Ces méthodes exploitent l’annulation d’erreurs. En effet, les approximations de la théorie et les bases incomplètes se compensent mutuellement. Par conséquent, le résultat final reste fiable même si chaque étape individuelle contient des erreurs.
Les effets d’incomplétude de la base jouent un rôle central. Une base trop petite sous-estime souvent l’énergie de corrélation. Cependant, d’autres approximations compensent cette sous-estimation. De plus, les corrections empiriques ou les extrapolations améliorent encore l’équilibre.
Dans la famille Gn, on utilise des calculs à différents niveaux. Ensuite, on ajoute des corrections pour la base et pour les effets de corrélation. Ainsi, l’annulation d’erreurs devient systématique. W1 et HEAT suivent une logique similaire. Toutefois, elles s’appuient davantage sur des extrapolations vers la limite de base complète.
Pour les molécules organiques de petite et moyenne taille, ces approches fonctionnent bien. En effet, les systèmes restent traitables. De plus, les erreurs de base restent contrôlables. Par conséquent, les enthalpies de formation et les énergies d’atomisation atteignent souvent une précision de l’ordre du kJ/mol.

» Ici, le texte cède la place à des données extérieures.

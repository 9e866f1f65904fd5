//! Conversion between field bytes and physical values.

use crate::profile::{FieldSchema, Kind};
use crate::sans::data::{BaseType, Raw};
use crate::value::{EnumValue, Timestamp, Value};

use super::developer::DeveloperFieldDescriptor;

/// Semicircles per degree of arc, `2^31 / 180`.
const SEMICIRCLES_PER_DEGREE: f64 = 2_147_483_648.0 / 180.0;

/// How to interpret the elements of a field.
#[derive(Debug, Clone, Copy, PartialEq)]
pub struct Semantics {
    pub scale: f64,
    pub offset: f64,
    pub kind: Kind,
}

impl Semantics {
    fn is_identity(&self) -> bool {
        self.scale == 1.0 && self.offset == 0.0
    }
}

impl From<&FieldSchema> for Semantics {
    fn from(schema: &FieldSchema) -> Self {
        Self {
            scale: schema.scale,
            offset: schema.offset,
            kind: schema.kind,
        }
    }
}

impl From<&DeveloperFieldDescriptor> for Semantics {
    fn from(descriptor: &DeveloperFieldDescriptor) -> Self {
        Self {
            scale: descriptor.scale,
            offset: descriptor.offset,
            kind: Kind::Number,
        }
    }
}

/// Decode the bytes of a field.
///
/// Without semantics, elements are decoded by base type alone. Returns `None`
/// if the field is absent.
pub fn decode(
    base_type: BaseType,
    semantics: Option<&Semantics>,
    r: &[u8],
    is_le: bool,
) -> Option<Value> {
    if base_type == BaseType::String {
        return decode_string(r);
    }

    let size = base_type.size() as usize;
    if r.is_empty() || r.len() % size != 0 {
        return decode_bytes(r);
    }

    if base_type == BaseType::Byte && r.len() > 1 {
        return decode_bytes(r);
    }

    let mut elements = r.chunks_exact(size).map(|r| {
        let bits = base_type.read_bits(r, is_le);
        (bits != base_type.invalid()).then(|| interpret(base_type, bits, semantics))
    });

    let is_array = r.len() > size || semantics.is_some_and(|s| s.kind == Kind::Array);
    if is_array {
        let elements: Vec<_> = elements.collect();
        elements
            .iter()
            .any(Option::is_some)
            .then_some(Value::Array(elements))
    } else {
        elements.next().flatten()
    }
}

/// Decode a field as raw bytes. Returns `None` if every byte is invalid.
pub fn decode_bytes(r: &[u8]) -> Option<Value> {
    r.iter()
        .any(|b| *b != BaseType::Byte.invalid() as u8)
        .then(|| Value::Bytes(r.to_vec()))
}

fn decode_string(r: &[u8]) -> Option<Value> {
    let end = r.iter().position(|b| *b == 0).unwrap_or(r.len());
    (end > 0).then(|| Value::String(String::from_utf8_lossy(&r[..end]).into_owned()))
}

fn interpret(base_type: BaseType, bits: u64, semantics: Option<&Semantics>) -> Value {
    let raw = base_type.to_raw(bits);

    let Some(semantics) = semantics else {
        return unscaled(raw);
    };

    match semantics.kind {
        Kind::Coordinate => Value::Coordinate(raw.as_f64() / SEMICIRCLES_PER_DEGREE),
        Kind::Timestamp => Value::Timestamp(Timestamp(bits as u32)),
        Kind::Bool => Value::Bool(bits != 0),
        Kind::Enum(table) => Value::Enum(EnumValue {
            raw: bits,
            name: table.name_of(bits),
        }),
        Kind::Number | Kind::Array if semantics.is_identity() => unscaled(raw),
        Kind::Number | Kind::Array => {
            Value::Float(raw.as_f64() / semantics.scale - semantics.offset)
        }
    }
}

fn unscaled(raw: Raw) -> Value {
    match raw {
        Raw::UInt(v) => Value::UInt(v),
        Raw::SInt(v) => Value::SInt(v),
        Raw::Float(v) => Value::Float(v),
    }
}

/// Append the bytes of a field of `size` bytes to `out`.
///
/// Absent elements are written as the invalid pattern. Returns `false` if any
/// supplied element could not be represented, and was written as invalid.
pub fn encode(
    base_type: BaseType,
    semantics: Option<&Semantics>,
    value: Option<&Value>,
    size: usize,
    is_le: bool,
    out: &mut Vec<u8>,
) -> bool {
    match (base_type, value) {
        (BaseType::String, Some(Value::String(s))) => {
            encode_string(s, size, out);
            return true;
        }
        (_, Some(Value::Bytes(b))) if b.len() == size => {
            out.extend_from_slice(b);
            return true;
        }
        _ => {}
    }

    let element_size = base_type.size() as usize;
    if size % element_size != 0 {
        out.extend(std::iter::repeat_n(BaseType::Byte.invalid() as u8, size));
        return value.is_none();
    }

    let elements: Vec<Option<&Value>> = match value {
        Some(Value::Array(a)) => a.iter().map(Option::as_ref).collect(),
        v => vec![v],
    };

    let mut is_representable = true;
    for i in 0..size / element_size {
        let element = elements.get(i).copied().flatten();
        let bits = element.and_then(|v| to_bits(base_type, semantics, v));

        is_representable &= element.is_none() || bits.is_some();
        base_type.write_bits(bits.unwrap_or(base_type.invalid()), is_le, out);
    }

    is_representable && elements.len() <= size / element_size
}

fn encode_string(s: &str, size: usize, out: &mut Vec<u8>) {
    // Leave room for the terminator, without splitting a code point.
    let mut end = s.len().min(size.saturating_sub(1));
    while !s.is_char_boundary(end) {
        end -= 1;
    }

    out.extend_from_slice(&s.as_bytes()[..end]);
    out.extend(std::iter::repeat_n(0, size - end));
}

fn to_bits(base_type: BaseType, semantics: Option<&Semantics>, value: &Value) -> Option<u64> {
    let raw = match *value {
        Value::Coordinate(deg) => Raw::Float((deg * SEMICIRCLES_PER_DEGREE).round()),
        Value::Timestamp(t) => Raw::UInt(t.0 as u64),
        Value::Bool(b) => Raw::UInt(b as u64),
        Value::Enum(e) => Raw::UInt(e.raw),
        Value::UInt(v) => scaled(Raw::UInt(v), semantics),
        Value::SInt(v) => scaled(Raw::SInt(v), semantics),
        Value::Float(v) => scaled(Raw::Float(v), semantics),
        Value::String(ref s) => match semantics {
            Some(Semantics {
                kind: Kind::Enum(table),
                ..
            }) => Raw::UInt(table.value_of(s)?),
            _ => return None,
        },
        Value::Bytes(_) | Value::Array(_) => return None,
    };

    base_type.from_raw(raw)
}

fn scaled(raw: Raw, semantics: Option<&Semantics>) -> Raw {
    match semantics {
        Some(s) if !s.is_identity() => Raw::Float(((raw.as_f64() + s.offset) * s.scale).round()),
        _ => raw,
    }
}

#[cfg(test)]
mod tests {
    use super::*;
    use crate::profile::types::SLEEP_LEVEL;

    fn scaled_by(scale: f64, offset: f64) -> Semantics {
        Semantics {
            scale,
            offset,
            kind: Kind::Number,
        }
    }

    #[test]
    fn scale_and_offset() {
        let altitude = scaled_by(5.0, 500.0);
        let value = decode(BaseType::UInt16, Some(&altitude), &[0xC4, 0x09], true);
        assert_eq!(value, Some(Value::Float(0.0)));

        let mut out = vec![];
        assert!(encode(
            BaseType::UInt16,
            Some(&altitude),
            Some(&Value::Float(12.4)),
            2,
            true,
            &mut out
        ));
        assert_eq!(u16::from_le_bytes([out[0], out[1]]), 2562);
    }

    #[test]
    fn identity_scale_keeps_integers() {
        let value = decode(BaseType::SInt8, Some(&scaled_by(1.0, 0.0)), &[0xFB], true);
        assert_eq!(value, Some(Value::SInt(-5)));
    }

    #[test]
    fn invalid_elements_are_absent() {
        assert_eq!(decode(BaseType::UInt32Z, None, &[0, 0, 0, 0], true), None);
        assert_eq!(decode(BaseType::SInt16, None, &[0xFF, 0x7F], true), None);
        assert_eq!(
            decode(BaseType::UInt8, None, &[1, 0xFF], true),
            Some(Value::Array(vec![Some(Value::UInt(1)), None]))
        );
        assert_eq!(decode(BaseType::UInt8, None, &[0xFF, 0xFF], true), None);
    }

    #[test]
    fn semantic_kinds() {
        let coordinate = Semantics {
            scale: 1.0,
            offset: 0.0,
            kind: Kind::Coordinate,
        };
        let bytes = (1i32 << 30).to_le_bytes();
        assert_eq!(
            decode(BaseType::SInt32, Some(&coordinate), &bytes, true),
            Some(Value::Coordinate(90.0))
        );

        let level = Semantics {
            scale: 1.0,
            offset: 0.0,
            kind: Kind::Enum(&SLEEP_LEVEL),
        };
        assert_eq!(
            decode(BaseType::Enum, Some(&level), &[3], true),
            Some(Value::Enum(EnumValue {
                raw: 3,
                name: Some("deep"),
            }))
        );
    }

    #[test]
    fn strings_and_bytes() {
        assert_eq!(
            decode(BaseType::String, None, b"abc\0\0", true),
            Some(Value::String("abc".into()))
        );
        assert_eq!(decode(BaseType::String, None, b"\0\0", true), None);

        // A size that is not a multiple of the element size.
        assert_eq!(
            decode(BaseType::UInt16, None, &[1, 2, 3], true),
            Some(Value::Bytes(vec![1, 2, 3]))
        );

        let mut out = vec![];
        encode(
            BaseType::String,
            None,
            Some(&Value::String("hello".into())),
            4,
            true,
            &mut out,
        );
        assert_eq!(out, b"hel\0");
    }

    #[test]
    fn enum_names_encode_to_their_value() {
        let level = Semantics {
            scale: 1.0,
            offset: 0.0,
            kind: Kind::Enum(&SLEEP_LEVEL),
        };

        let mut out = vec![];
        let value = Value::String("rem".into());
        assert!(encode(BaseType::Enum, Some(&level), Some(&value), 1, true, &mut out));
        assert_eq!(out, [4]);
    }

    #[test]
    fn unrepresentable_values_become_invalid() {
        let mut out = vec![];
        let is_representable = encode(
            BaseType::UInt8,
            None,
            Some(&Value::SInt(-1)),
            1,
            true,
            &mut out,
        );
        assert!(!is_representable);
        assert_eq!(out, [0xFF]);
    }

    #[test]
    fn arrays_are_padded_with_invalid() {
        let mut out = vec![];
        let value = Value::Array(vec![Some(Value::UInt(7))]);
        assert!(encode(BaseType::UInt16, None, Some(&value), 4, false, &mut out));
        assert_eq!(out, [0x00, 0x07, 0xFF, 0xFF]);
    }
}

Cependant, l’annulation d’erreurs n’est pas universelle. Elle dépend de la nature de la molécule et du type d’énergie calculée. En outre, des bases trop limitées peuvent rompre l’équilibre. Ainsi, il faut toujours vérifier la convergence.
En résumé, les méthodes Gn, W1 et HEAT tirent leur efficacité de l’annulation d’erreurs et de la gestion soignée des effets d’incomplétude de base. Elles offrent donc un outil puissant pour la thermochimie des molécules organiques de taille modérée.